There’s a big difference between the money a business collects, or its revenue, and the money left after all expenses are paid, its profit. For most businesses, expenses must be paid out of revenue. Whatever money is left after it’s paid all of the expenses incurred to manufacture and deliver a product or service is its profit.
Growing your profit starts with understanding the concept of profit margin, or the difference between profit and sales. For example, if your business collects $2,000 for the delivery of a finished product, but it cost you $1,000 in materials, labor, and overhead to manufacture that product, your profit margin would be 50 percent (1,000 divided by 2,000 equals 0.5, or 50 percent). If you reduce your material, labor, and overhead expenses to $800, your profit margin would grow to 60 percent and your profit to $1,200.
The profit margin calculation can be taken a step further by distinguishing between gross profit and net profit. Gross profit is what’s left after you subtract the direct costs of manufacturing a product or providing a service, like materials and direct labor costs. (This is also known as cost of goods sold, or CGS.) Net profit subtracts overhead, payroll, taxes, and all other business expenses to arrive at what’s often called the bottom line.
Growing Your Profit and Margins
Growing your profit margin isn’t rocket science. It requires either reducing your costs, increasing your revenue, or both. You can cut costs in many ways, such as:
- Curb miscellaneous expenses. Be careful not to overspend on “little” things like office supplies, overnight shipping, and meals and entertainment. They can add up fast.

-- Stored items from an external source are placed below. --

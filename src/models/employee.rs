//! Employee model and related types.
//!
//! This module defines the Employee struct and PayType enum. Employee
//! records are owned by the employee directory; the engine only reads them.

use rust_decimal::Decimal;
use serde::{Deserialize, Serialize};

use super::CustomHoliday;

/// How an employee's base salary is expressed.
#[derive(Debug, Clone, Copy, PartialEq, Eq, Hash, Serialize, Deserialize)]
#[serde(rename_all = "snake_case")]
pub enum PayType {
    /// `base_salary` is a monthly amount.
    Monthly,
    /// `base_salary` is a per-day amount.
    Daily,
    /// Temporary staff, paid per day like daily employees.
    Temporary,
}

impl std::fmt::Display for PayType {
    fn fmt(&self, f: &mut std::fmt::Formatter<'_>) -> std::fmt::Result {
        match self {
            PayType::Monthly => write!(f, "monthly"),
            PayType::Daily => write!(f, "daily"),
            PayType::Temporary => write!(f, "temporary"),
        }
    }
}

/// Represents an employee whose attendance is turned into payroll.
#[derive(Debug, Clone, PartialEq, Eq, Serialize, Deserialize)]
pub struct Employee {
    /// Unique identifier for the employee.
    pub id: String,
    /// Display name.
    #[serde(default)]
    pub name: String,
    /// How `base_salary` is expressed.
    pub pay_type: PayType,
    /// Currency units per month (monthly) or per day (daily, temporary).
    pub base_salary: Decimal,
    /// Department the employee belongs to.
    #[serde(default)]
    pub department: String,
    /// Weekday indices (0 = Sunday .. 6 = Saturday) overriding the system
    /// weekly holidays when individual holidays are enabled.
    #[serde(default)]
    pub weekly_holidays: Option<Vec<u8>>,
    /// Employee-specific custom holidays, used instead of the system list
    /// when individual holidays are enabled.
    #[serde(default)]
    pub custom_holidays: Vec<CustomHoliday>,
}

impl Employee {
    /// Returns true if the employee is paid per day worked.
    ///
    /// # Examples
    ///
    /// ```
    /// use payroll_engine::models::{Employee, PayType};
    /// use rust_decimal::Decimal;
    ///
    /// let employee = Employee {
    ///     id: "emp_001".to_string(),
    ///     name: "Somchai".to_string(),
    ///     pay_type: PayType::Temporary,
    ///     base_salary: Decimal::new(500, 0),
    ///     department: "warehouse".to_string(),
    ///     weekly_holidays: None,
    ///     custom_holidays: vec![],
    /// };
    /// assert!(employee.is_paid_per_day());
    /// ```
    pub fn is_paid_per_day(&self) -> bool {
        matches!(self.pay_type, PayType::Daily | PayType::Temporary)
    }
}
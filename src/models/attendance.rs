//! Attendance event model.
//!
//! Check-in and check-out are often stored as separate records for the same
//! day, so several events can describe one worked day.

use chrono::{NaiveDate, NaiveDateTime};
use serde::{Deserialize, Serialize};

/// The kind of attendance record.
#[derive(Debug, Clone, Copy, PartialEq, Eq, Serialize, Deserialize)]
#[serde(rename_all = "snake_case")]
pub enum AttendanceStatus {
    /// Arrival at work.
    CheckIn,
    /// Departure from work.
    CheckOut,
    /// A mid-day presence record.
    MidDay,
}

/// A single raw attendance record.
#[derive(Debug, Clone, PartialEq, Eq, Serialize, Deserialize)]
pub struct AttendanceEvent {
    /// The employee this event belongs to.
    pub employee_id: String,
    /// The calendar day of the event.
    pub date: NaiveDate,
    /// The kind of record.
    pub status: AttendanceStatus,
    /// Check-in instant, if recorded.
    #[serde(default)]
    pub check_in: Option<NaiveDateTime>,
    /// Check-out instant, if recorded.
    #[serde(default)]
    pub check_out: Option<NaiveDateTime>,
    /// Late minutes computed when the record was captured.
    #[serde(default)]
    pub late_minutes: Option<u32>,
}
//! Overtime tier classification and pay.
//!
//! Each approved overtime request is placed in a tier according to how its
//! date classifies for the employee:
//!
//! | Day classification                     | Tier    | Multiplier                  |
//! |----------------------------------------|---------|-----------------------------|
//! | custom holiday                         | Special | the holiday's `ot_multiplier` |
//! | weekly holiday, swapped to holiday     | Holiday | `ot_multiplier_holiday`     |
//! | normal, swapped to workday             | Normal  | `ot_multiplier`             |
//!
//! Pay is accumulated per tier at full precision and each tier is rounded to
//! whole currency units independently.

use rust_decimal::Decimal;
use serde::{Deserialize, Serialize};
use tracing::warn;

use crate::config::SystemConfig;
use crate::models::{AuditStep, AuditWarning, OtRequest, OtTier, PeriodRange, TierTotals};

use super::day_classifier::{DayClassification, HolidayPolicy};
use super::rounding::round_currency;

/// The result of overtime calculation for one employee.
#[derive(Debug, Clone, PartialEq, Eq, Serialize, Deserialize)]
pub struct OvertimeResult {
    /// Normal-tier totals.
    pub normal: TierTotals,
    /// Holiday-tier totals.
    pub holiday: TierTotals,
    /// Special-tier totals.
    pub special: TierTotals,
    /// Approved in-period requests that were processed, including zero-length ones.
    pub counted: u32,
    /// Approved in-period requests skipped for a missing start or end time.
    pub skipped: u32,
    /// One warning per skipped request.
    pub warnings: Vec<AuditWarning>,
    /// The audit step recording this calculation.
    pub audit_step: AuditStep,
}

impl OvertimeResult {
    /// Hours across all tiers.
    pub fn total_hours(&self) -> Decimal {
        self.normal
            .hours
            .saturating_add(self.holiday.hours)
            .saturating_add(self.special.hours)
    }

    /// Rounded pay across all tiers.
    pub fn total_pay(&self) -> Decimal {
        self.normal
            .pay
            .saturating_add(self.holiday.pay)
            .saturating_add(self.special.pay)
    }

    /// Totals for one tier.
    pub fn tier(&self, tier: OtTier) -> &TierTotals {
        match tier {
            OtTier::Normal => &self.normal,
            OtTier::Holiday => &self.holiday,
            OtTier::Special => &self.special,
        }
    }
}

/// Calculates overtime hours and pay per tier.
///
/// Only approved requests dated inside `range` are considered. A request
/// missing either instant is skipped with a warning; a zero or negative
/// duration is counted but contributes nothing.
///
/// # Example
///
/// ```
/// use payroll_engine::calculation::{calculate_overtime, HolidayPolicy};
/// use payroll_engine::config::SystemConfig;
/// use payroll_engine::models::{CalculationPeriod, OtRequest, RequestStatus};
/// use chrono::{NaiveDate, NaiveDateTime};
/// use rust_decimal::Decimal;
///
/// let config = SystemConfig::default();
/// let range = CalculationPeriod::CalendarMonth { year: 2026, month: 1 }.resolve().unwrap();
/// let policy = HolidayPolicy::new(&config.weekly_holidays, &config.custom_holidays, []);
///
/// // 3 hours on Saturday 2026-01-17
/// let request = OtRequest {
///     id: "ot_001".to_string(),
///     employee_id: "emp_001".to_string(),
///     date: NaiveDate::from_ymd_opt(2026, 1, 17).unwrap(),
///     start_time: Some(NaiveDateTime::parse_from_str("2026-01-17 10:00:00", "%Y-%m-%d %H:%M:%S").unwrap()),
///     end_time: Some(NaiveDateTime::parse_from_str("2026-01-17 13:00:00", "%Y-%m-%d %H:%M:%S").unwrap()),
///     status: RequestStatus::Approved,
///     reason: None,
/// };
///
/// let result = calculate_overtime([&request], &range, &policy, Decimal::new(125, 0), &config, 1);
/// assert_eq!(result.holiday.hours, Decimal::new(3, 0));
/// assert_eq!(result.holiday.pay, Decimal::new(1125, 0));
/// assert_eq!(result.normal.pay, Decimal::ZERO);
/// ```
pub fn calculate_overtime<'r, I>(
    requests: I,
    range: &PeriodRange,
    policy: &HolidayPolicy<'_>,
    hourly_rate: Decimal,
    config: &SystemConfig,
    step_number: u32,
) -> OvertimeResult
where
    I: IntoIterator<Item = &'r OtRequest>,
{
    let mut normal = (Decimal::ZERO, Decimal::ZERO);
    let mut holiday = (Decimal::ZERO, Decimal::ZERO);
    let mut special = (Decimal::ZERO, Decimal::ZERO);
    let mut counted = 0u32;
    let mut skipped = 0u32;
    let mut warnings = Vec::new();
    let mut decisions = Vec::new();

    for request in requests
        .into_iter()
        .filter(|r| r.is_approved() && range.contains_date(r.date))
    {
        let Some(hours) = request.duration_hours() else {
            skipped += 1;
            warn!(
                request_id = %request.id,
                employee_id = %request.employee_id,
                date = %request.date,
                "Skipping overtime request with missing start or end time"
            );
            warnings.push(AuditWarning {
                code: "OT_REQUEST_SKIPPED".to_string(),
                message: format!(
                    "Overtime request '{}' on {} has no start or end time and was skipped",
                    request.id, request.date
                ),
                severity: "medium".to_string(),
            });
            continue;
        };
        counted += 1;

        let classification = policy.classify(request.date);
        let (multiplier, bucket) = match classification {
            DayClassification::CustomHoliday(h) => (h.ot_multiplier, &mut special),
            DayClassification::WeeklyHoliday | DayClassification::SwappedToHoliday => {
                (config.ot_multiplier_holiday, &mut holiday)
            }
            DayClassification::Normal | DayClassification::SwappedToWorkday => {
                (config.ot_multiplier, &mut normal)
            }
        };
        let pay = hours.saturating_mul(hourly_rate).saturating_mul(multiplier);
        bucket.0 = bucket.0.saturating_add(hours);
        bucket.1 = bucket.1.saturating_add(pay);

        decisions.push(serde_json::json!({
            "request_id": request.id,
            "date": request.date.to_string(),
            "day": classification.to_string(),
            "tier": classification.ot_tier(),
            "hours": hours.to_string(),
            "multiplier": multiplier.to_string(),
            "pay": pay.to_string()
        }));
    }

    let to_totals = |(hours, pay): (Decimal, Decimal)| TierTotals {
        hours,
        pay: round_currency(pay),
    };
    let normal = to_totals(normal);
    let holiday = to_totals(holiday);
    let special = to_totals(special);

    let audit_step = AuditStep {
        step_number,
        rule_id: "overtime_tiers".to_string(),
        rule_name: "Overtime Tier Calculation".to_string(),
        input: serde_json::json!({
            "hourly_rate": hourly_rate.to_string(),
            "ot_multiplier": config.ot_multiplier.to_string(),
            "ot_multiplier_holiday": config.ot_multiplier_holiday.to_string(),
            "requests": decisions
        }),
        output: serde_json::json!({
            "normal": { "hours": normal.hours.to_string(), "pay": normal.pay.to_string() },
            "holiday": { "hours": holiday.hours.to_string(), "pay": holiday.pay.to_string() },
            "special": { "hours": special.hours.to_string(), "pay": special.pay.to_string() },
            "counted": counted,
            "skipped": skipped
        }),
        reasoning: format!(
            "{} request(s) counted, {} skipped; tier pay rounded separately: normal {}, holiday {}, special {}",
            counted, skipped, normal.pay, holiday.pay, special.pay
        ),
    };

    OvertimeResult {
        normal,
        holiday,
        special,
        counted,
        skipped,
        warnings,
        audit_step,
    }
}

- Watch raw material costs. Ask your suppliers if there are ways you can save on raw material costs, such as by purchasing in bulk or paying invoices early and receiving a discount.
- Barter. Try trading with other businesses for things they need. For example, you could barter your product or service with a magazine or newspaper in exchange for a display ad.
Here are a few ways to increase your revenue:
- Segment customers and products. By determining in what key ways your customers and products are different, you can target your product offerings and marketing efforts more tightly. This can also help you identify which of your products are stars, cash cows, question marks, and dogs so you can invest your sales and marketing resources more effectively.
- Create ancillary products and services. You can add these bells and whistles to existing products or services and charge extra. They should cost you little or nothing, thus adding directly to your bottom line.
- Raise prices. This seems obvious, but it must be done carefully, especially during tight economic times. Ideally you should offer additional value along with the higher price so customers don’t perceive it as a price increase but rather as a value add.